**Problem statement:**
Your answer should be the lines below from the one holding "from integration tests." through the one holding "pub use state::AppState;", copied exactly and with nothing else.

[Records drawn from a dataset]
== Segment start ==
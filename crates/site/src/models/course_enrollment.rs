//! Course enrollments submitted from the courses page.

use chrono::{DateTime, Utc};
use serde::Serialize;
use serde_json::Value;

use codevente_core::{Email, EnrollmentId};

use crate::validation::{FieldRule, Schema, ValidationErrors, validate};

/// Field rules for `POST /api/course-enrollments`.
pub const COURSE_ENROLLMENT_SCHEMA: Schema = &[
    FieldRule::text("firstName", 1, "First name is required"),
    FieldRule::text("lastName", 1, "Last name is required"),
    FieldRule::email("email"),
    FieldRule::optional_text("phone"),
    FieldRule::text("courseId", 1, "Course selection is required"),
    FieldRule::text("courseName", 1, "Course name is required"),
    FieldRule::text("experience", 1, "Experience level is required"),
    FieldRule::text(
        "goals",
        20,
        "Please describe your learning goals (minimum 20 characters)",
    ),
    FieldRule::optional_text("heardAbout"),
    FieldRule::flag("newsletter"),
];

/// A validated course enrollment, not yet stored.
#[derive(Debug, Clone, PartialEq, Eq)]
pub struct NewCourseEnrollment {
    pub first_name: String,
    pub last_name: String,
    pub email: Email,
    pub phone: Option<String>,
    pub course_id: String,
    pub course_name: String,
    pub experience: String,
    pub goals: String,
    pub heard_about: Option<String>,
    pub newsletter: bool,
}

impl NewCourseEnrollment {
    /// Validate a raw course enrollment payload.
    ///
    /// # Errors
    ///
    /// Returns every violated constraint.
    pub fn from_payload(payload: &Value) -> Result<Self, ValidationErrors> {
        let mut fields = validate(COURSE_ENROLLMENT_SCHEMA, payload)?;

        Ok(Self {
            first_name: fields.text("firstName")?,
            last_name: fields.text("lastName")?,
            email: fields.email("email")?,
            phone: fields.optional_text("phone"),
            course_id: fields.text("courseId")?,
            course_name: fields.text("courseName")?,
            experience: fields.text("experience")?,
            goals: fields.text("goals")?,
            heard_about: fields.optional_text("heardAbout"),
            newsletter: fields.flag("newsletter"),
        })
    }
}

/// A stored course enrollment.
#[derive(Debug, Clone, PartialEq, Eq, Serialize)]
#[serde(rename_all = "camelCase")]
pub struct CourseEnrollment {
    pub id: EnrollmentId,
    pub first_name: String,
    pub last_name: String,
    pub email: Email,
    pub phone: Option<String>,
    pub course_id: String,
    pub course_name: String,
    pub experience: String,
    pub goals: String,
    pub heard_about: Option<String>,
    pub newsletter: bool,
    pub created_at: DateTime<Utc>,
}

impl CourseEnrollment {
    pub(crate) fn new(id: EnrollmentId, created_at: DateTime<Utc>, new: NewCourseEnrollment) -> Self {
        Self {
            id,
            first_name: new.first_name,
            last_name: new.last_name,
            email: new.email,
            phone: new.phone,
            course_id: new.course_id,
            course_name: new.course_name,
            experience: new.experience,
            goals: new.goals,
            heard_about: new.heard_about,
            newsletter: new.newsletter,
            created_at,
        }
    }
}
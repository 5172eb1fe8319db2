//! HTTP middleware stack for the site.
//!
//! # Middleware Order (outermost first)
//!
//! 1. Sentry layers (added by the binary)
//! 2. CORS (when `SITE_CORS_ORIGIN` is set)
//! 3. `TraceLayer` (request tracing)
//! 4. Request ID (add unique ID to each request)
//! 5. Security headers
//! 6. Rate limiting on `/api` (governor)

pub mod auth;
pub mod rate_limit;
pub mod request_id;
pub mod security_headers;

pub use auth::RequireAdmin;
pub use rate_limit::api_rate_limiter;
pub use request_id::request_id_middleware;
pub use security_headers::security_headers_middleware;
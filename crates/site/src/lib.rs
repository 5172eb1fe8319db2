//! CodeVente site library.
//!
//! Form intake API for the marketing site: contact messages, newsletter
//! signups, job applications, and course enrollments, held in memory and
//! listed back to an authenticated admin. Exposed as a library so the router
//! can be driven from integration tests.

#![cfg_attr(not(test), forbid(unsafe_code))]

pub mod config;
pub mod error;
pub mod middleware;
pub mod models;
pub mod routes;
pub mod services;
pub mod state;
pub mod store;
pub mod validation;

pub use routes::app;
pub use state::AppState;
== Segment end ==
== Segment start ==
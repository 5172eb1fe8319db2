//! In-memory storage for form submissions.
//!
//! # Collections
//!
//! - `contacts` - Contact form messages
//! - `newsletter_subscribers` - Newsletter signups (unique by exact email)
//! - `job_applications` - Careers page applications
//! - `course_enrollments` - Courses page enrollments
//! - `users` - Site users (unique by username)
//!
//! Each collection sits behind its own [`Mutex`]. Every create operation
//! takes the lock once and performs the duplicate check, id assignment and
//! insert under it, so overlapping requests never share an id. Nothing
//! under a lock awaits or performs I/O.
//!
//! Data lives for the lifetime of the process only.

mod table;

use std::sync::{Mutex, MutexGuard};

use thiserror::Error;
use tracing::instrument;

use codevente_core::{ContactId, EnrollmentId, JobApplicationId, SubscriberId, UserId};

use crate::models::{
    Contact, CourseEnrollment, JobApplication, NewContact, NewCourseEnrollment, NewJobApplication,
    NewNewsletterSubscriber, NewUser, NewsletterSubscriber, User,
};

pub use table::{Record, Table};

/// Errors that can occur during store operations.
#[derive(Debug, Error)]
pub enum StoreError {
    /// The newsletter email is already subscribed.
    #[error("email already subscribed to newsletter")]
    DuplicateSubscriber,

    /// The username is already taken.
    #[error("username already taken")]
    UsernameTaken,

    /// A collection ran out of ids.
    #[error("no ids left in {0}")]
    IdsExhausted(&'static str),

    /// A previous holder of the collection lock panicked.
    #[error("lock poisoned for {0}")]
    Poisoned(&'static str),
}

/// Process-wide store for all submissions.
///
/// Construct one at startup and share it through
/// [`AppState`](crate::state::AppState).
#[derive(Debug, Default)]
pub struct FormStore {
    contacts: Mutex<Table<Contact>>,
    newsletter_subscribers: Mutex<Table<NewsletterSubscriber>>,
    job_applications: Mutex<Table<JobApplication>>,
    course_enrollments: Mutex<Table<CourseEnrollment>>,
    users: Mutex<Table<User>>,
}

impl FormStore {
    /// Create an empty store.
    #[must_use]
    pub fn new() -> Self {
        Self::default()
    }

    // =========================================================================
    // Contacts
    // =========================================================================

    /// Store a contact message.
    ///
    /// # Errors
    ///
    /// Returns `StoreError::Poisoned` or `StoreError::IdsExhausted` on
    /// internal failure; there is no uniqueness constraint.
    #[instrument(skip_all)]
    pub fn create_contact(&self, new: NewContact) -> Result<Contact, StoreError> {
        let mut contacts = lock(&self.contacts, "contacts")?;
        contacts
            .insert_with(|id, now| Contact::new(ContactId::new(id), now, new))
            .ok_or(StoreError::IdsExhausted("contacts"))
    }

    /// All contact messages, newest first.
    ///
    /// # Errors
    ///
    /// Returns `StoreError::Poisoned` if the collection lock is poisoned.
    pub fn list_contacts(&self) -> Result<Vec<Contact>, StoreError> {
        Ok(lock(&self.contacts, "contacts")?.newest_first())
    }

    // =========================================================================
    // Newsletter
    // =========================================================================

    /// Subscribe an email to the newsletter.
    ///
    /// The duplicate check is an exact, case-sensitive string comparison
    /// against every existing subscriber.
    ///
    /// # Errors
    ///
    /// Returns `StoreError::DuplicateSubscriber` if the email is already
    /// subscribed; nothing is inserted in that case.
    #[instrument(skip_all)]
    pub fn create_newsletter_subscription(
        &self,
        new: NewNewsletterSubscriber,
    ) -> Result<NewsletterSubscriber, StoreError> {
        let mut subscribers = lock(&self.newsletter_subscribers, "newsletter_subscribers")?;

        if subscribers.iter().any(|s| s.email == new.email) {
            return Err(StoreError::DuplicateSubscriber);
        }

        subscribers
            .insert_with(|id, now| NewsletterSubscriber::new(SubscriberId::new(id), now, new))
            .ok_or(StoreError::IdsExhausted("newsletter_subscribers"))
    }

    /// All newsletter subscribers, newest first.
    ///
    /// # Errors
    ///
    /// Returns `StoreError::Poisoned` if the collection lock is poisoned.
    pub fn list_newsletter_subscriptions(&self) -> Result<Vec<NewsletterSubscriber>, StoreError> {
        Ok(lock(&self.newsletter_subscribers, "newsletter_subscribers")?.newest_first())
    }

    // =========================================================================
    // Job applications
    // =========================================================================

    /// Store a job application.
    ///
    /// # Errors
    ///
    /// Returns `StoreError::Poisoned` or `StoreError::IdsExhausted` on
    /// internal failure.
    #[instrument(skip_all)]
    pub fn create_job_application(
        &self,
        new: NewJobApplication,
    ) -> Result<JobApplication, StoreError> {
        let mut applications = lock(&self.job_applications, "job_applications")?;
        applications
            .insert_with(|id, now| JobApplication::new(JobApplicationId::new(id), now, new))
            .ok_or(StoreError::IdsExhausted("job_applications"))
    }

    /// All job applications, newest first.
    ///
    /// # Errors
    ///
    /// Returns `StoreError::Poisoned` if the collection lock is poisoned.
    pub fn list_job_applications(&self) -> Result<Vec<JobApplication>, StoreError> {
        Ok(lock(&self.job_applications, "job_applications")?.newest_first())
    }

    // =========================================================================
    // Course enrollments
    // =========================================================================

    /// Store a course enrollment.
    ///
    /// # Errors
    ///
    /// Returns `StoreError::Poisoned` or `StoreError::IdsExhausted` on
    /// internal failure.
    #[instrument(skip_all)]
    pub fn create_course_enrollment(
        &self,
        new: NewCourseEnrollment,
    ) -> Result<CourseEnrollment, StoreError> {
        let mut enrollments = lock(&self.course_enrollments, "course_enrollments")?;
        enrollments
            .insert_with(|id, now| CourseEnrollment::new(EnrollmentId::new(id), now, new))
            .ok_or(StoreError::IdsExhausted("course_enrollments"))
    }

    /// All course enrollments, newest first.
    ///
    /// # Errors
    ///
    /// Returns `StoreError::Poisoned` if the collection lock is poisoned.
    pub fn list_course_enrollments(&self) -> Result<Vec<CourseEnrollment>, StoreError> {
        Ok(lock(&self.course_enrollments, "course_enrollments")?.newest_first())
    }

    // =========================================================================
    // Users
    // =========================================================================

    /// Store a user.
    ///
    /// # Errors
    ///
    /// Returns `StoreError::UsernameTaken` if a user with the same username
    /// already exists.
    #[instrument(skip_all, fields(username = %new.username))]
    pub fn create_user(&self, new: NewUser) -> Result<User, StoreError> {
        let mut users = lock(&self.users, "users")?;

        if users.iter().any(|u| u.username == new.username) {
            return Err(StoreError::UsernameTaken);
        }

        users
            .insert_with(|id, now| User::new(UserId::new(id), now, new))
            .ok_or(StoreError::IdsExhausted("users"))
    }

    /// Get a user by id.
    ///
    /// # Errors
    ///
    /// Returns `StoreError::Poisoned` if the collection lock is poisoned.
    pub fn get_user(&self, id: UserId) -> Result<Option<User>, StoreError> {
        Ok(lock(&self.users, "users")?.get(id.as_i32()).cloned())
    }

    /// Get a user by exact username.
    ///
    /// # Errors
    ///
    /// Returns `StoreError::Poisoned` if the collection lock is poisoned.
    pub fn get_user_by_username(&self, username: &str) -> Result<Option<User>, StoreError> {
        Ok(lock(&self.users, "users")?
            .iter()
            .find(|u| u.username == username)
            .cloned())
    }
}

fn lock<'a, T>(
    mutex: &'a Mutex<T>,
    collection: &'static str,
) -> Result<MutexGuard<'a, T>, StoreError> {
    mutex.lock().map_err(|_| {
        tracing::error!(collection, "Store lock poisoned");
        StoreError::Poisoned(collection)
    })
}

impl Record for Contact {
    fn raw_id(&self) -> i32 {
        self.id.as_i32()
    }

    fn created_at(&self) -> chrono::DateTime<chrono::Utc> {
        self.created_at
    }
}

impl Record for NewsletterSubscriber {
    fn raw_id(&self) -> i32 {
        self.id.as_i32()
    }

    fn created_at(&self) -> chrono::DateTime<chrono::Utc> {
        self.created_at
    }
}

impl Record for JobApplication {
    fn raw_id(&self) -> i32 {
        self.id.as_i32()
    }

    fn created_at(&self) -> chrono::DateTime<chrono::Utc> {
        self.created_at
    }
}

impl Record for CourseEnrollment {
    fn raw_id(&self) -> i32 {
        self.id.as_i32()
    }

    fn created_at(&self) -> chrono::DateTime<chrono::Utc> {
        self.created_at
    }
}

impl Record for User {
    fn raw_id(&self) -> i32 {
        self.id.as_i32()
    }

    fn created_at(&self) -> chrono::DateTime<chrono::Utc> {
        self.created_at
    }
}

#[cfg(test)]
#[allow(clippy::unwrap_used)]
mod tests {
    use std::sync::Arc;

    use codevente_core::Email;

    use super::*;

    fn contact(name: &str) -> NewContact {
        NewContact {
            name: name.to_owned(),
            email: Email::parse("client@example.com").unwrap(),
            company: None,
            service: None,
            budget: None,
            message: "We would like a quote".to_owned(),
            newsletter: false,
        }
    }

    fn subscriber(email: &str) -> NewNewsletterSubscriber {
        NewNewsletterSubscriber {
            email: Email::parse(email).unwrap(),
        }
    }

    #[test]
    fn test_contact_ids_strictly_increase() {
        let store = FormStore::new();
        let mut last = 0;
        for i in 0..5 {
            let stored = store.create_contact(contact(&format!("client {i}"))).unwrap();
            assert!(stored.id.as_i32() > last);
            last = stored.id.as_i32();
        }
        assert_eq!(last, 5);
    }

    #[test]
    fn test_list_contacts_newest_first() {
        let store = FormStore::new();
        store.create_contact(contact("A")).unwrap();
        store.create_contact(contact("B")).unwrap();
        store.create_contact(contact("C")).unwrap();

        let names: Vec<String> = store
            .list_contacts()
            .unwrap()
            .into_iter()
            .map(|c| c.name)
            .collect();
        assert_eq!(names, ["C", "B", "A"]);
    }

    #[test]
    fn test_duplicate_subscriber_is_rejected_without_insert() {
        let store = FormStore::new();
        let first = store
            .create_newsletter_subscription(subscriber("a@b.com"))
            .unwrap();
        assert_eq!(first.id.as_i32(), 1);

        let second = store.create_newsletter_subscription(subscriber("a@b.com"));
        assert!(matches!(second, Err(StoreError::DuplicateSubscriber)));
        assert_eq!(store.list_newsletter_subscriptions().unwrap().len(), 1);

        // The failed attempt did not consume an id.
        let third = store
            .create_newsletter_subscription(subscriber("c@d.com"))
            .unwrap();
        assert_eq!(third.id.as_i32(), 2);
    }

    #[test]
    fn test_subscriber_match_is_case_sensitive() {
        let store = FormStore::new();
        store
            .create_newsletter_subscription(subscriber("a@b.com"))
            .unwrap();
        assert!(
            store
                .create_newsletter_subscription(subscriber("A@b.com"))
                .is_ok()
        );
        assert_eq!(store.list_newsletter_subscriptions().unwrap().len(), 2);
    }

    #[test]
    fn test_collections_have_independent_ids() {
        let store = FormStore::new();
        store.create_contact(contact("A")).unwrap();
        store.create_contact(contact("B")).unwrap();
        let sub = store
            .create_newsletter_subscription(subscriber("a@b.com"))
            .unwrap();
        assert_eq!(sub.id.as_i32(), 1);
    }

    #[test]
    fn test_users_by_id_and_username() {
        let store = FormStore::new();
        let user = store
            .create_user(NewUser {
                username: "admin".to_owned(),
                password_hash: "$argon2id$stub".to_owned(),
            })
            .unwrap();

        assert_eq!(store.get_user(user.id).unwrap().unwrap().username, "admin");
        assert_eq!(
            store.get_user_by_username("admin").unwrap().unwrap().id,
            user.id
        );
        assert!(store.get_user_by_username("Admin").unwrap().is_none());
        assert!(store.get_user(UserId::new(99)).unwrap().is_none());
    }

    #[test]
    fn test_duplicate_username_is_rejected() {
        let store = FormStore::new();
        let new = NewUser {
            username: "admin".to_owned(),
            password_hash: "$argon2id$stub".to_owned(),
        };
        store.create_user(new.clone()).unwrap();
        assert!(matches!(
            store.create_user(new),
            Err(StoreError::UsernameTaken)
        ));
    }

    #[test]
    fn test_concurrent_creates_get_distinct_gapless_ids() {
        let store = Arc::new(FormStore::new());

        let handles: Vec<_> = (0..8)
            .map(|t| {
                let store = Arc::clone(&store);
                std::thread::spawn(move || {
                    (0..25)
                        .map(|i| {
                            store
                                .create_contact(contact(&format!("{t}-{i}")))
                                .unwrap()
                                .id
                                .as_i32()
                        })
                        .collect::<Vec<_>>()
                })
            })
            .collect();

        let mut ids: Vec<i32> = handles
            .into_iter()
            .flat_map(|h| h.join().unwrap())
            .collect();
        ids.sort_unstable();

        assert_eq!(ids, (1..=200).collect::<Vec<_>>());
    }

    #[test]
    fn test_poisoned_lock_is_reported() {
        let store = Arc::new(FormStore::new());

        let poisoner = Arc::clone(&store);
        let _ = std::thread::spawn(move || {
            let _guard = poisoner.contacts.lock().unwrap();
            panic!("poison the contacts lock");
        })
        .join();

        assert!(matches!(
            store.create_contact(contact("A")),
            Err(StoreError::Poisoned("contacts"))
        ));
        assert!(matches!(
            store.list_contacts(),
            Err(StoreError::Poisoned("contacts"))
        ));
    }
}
== Segment end ==
**Output for this exercise:**
//! can be driven from integration tests.

#![cfg_attr(not(test), forbid(unsafe_code))]

pub mod config;
pub mod error;
pub mod middleware;
pub mod models;
pub mod routes;
pub mod services;
pub mod state;
pub mod store;
pub mod validation;

pub use routes::app;
pub use state::AppState;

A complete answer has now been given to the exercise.